• _AIM OF THE EXERCISE_
In the entries below, the word "ConfigError" appears on some lines. Copy each of those lines.

Saved entries
+++++
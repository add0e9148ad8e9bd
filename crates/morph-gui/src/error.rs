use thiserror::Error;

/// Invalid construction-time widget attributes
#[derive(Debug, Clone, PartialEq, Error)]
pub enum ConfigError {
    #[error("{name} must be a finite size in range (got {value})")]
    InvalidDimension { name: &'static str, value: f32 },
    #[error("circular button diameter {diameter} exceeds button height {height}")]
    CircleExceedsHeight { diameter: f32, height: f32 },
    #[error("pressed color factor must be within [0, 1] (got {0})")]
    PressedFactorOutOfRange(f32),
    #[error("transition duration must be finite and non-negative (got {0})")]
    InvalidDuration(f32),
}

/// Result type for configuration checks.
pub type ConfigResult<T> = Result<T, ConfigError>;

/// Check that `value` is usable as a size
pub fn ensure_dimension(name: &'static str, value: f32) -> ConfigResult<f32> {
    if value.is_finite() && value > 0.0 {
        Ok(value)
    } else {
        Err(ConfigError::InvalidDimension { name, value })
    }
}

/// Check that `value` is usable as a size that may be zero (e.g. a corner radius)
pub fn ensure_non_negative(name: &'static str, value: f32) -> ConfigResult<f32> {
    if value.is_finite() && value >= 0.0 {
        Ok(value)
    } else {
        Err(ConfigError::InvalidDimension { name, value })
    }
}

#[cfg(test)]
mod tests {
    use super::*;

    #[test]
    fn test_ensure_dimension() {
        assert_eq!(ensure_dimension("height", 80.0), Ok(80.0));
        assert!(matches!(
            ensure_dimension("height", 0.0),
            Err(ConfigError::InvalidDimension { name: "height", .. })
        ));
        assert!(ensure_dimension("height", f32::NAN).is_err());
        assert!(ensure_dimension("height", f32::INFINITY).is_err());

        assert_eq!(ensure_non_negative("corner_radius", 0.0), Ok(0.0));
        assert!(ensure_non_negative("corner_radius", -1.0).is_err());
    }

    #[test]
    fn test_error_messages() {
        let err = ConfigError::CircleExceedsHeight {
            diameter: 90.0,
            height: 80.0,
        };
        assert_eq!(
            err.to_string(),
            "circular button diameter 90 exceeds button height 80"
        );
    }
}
+++++
• _ANSWER TO THE PROBLEM_
pub enum ConfigError {
pub type ConfigResult<T> = Result<T, ConfigError>;
        Err(ConfigError::InvalidDimension { name, value })
        Err(ConfigError::InvalidDimension { name, value })
            Err(ConfigError::InvalidDimension { name: "height", .. })
        let err = ConfigError::CircleExceedsHeight {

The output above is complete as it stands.